### INPUT
::::::

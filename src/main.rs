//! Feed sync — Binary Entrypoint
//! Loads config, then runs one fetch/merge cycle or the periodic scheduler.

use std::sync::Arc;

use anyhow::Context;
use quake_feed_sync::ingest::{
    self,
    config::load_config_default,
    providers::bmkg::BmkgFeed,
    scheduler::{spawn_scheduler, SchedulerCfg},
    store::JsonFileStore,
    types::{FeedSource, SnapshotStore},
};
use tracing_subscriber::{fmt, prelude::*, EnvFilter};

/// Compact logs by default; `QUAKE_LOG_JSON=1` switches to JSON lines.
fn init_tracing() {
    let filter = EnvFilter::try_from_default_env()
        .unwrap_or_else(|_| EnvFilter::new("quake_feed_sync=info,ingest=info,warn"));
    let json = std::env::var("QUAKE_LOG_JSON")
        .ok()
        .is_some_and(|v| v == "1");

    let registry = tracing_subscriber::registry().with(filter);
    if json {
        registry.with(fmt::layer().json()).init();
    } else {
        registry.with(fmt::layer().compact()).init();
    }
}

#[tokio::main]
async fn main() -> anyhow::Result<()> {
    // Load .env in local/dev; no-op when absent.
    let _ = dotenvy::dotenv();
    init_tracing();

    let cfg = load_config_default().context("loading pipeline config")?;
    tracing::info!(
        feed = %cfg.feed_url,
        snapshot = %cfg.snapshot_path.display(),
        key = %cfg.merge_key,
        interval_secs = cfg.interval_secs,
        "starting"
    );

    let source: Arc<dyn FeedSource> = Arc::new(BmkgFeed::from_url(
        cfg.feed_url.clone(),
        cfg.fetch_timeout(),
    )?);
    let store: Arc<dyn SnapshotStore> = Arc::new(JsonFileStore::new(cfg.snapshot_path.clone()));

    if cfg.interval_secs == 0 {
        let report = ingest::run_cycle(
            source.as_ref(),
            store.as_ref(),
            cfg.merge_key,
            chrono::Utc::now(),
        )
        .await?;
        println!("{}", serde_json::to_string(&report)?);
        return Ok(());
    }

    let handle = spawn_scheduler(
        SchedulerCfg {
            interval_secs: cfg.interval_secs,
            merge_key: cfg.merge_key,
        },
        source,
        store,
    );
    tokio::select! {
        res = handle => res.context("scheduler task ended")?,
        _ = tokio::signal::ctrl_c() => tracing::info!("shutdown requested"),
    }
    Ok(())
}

::::::

### WHAT YOU WILL DO
Restate the data above word for word, omitting nothing.

### COMPLETED TASK
filename src/main.rs
//! Feed sync — Binary Entrypoint
//! Loads config, then runs one fetch/merge cycle or the periodic scheduler.

use std::sync::Arc;

use anyhow::Context;
use quake_feed_sync::ingest::{
    self,
    config::load_config_default,
    providers::bmkg::BmkgFeed,
    scheduler::{spawn_scheduler, SchedulerCfg},
    store::JsonFileStore,
    types::{FeedSource, SnapshotStore},
};
use tracing_subscriber::{fmt, prelude::*, EnvFilter};

/// Compact logs by default; `QUAKE_LOG_JSON=1` switches to JSON lines.
fn init_tracing() {
    let filter = EnvFilter::try_from_default_env()
        .unwrap_or_else(|_| EnvFilter::new("quake_feed_sync=info,ingest=info,warn"));
    let json = std::env::var("QUAKE_LOG_JSON")
        .ok()
        .is_some_and(|v| v == "1");

    let registry = tracing_subscriber::registry().with(filter);
    if json {
        registry.with(fmt::layer().json()).init();
    } else {
        registry.with(fmt::layer().compact()).init();
    }
}

#[tokio::main]
async fn main() -> anyhow::Result<()> {
    // Load .env in local/dev; no-op when absent.
    let _ = dotenvy::dotenv();
    init_tracing();

    let cfg = load_config_default().context("loading pipeline config")?;
    tracing::info!(
        feed = %cfg.feed_url,
        snapshot = %cfg.snapshot_path.display(),
        key = %cfg.merge_key,
        interval_secs = cfg.interval_secs,
        "starting"
    );

    let source: Arc<dyn FeedSource> = Arc::new(BmkgFeed::from_url(
        cfg.feed_url.clone(),
        cfg.fetch_timeout(),
    )?);
    let store: Arc<dyn SnapshotStore> = Arc::new(JsonFileStore::new(cfg.snapshot_path.clone()));

    if cfg.interval_secs == 0 {
        let report = ingest::run_cycle(
            source.as_ref(),
            store.as_ref(),
            cfg.merge_key,
            chrono::Utc::now(),
        )
        .await?;
        println!("{}", serde_json::to_string(&report)?);
        return Ok(());
    }

    let handle = spawn_scheduler(
        SchedulerCfg {
            interval_secs: cfg.interval_secs,
            merge_key: cfg.merge_key,
        },
        source,
        store,
    );
    tokio::select! {
        res = handle => res.context("scheduler task ended")?,
        _ = tokio::signal::ctrl_c() => tracing::info!("shutdown requested"),
    }
    Ok(())
}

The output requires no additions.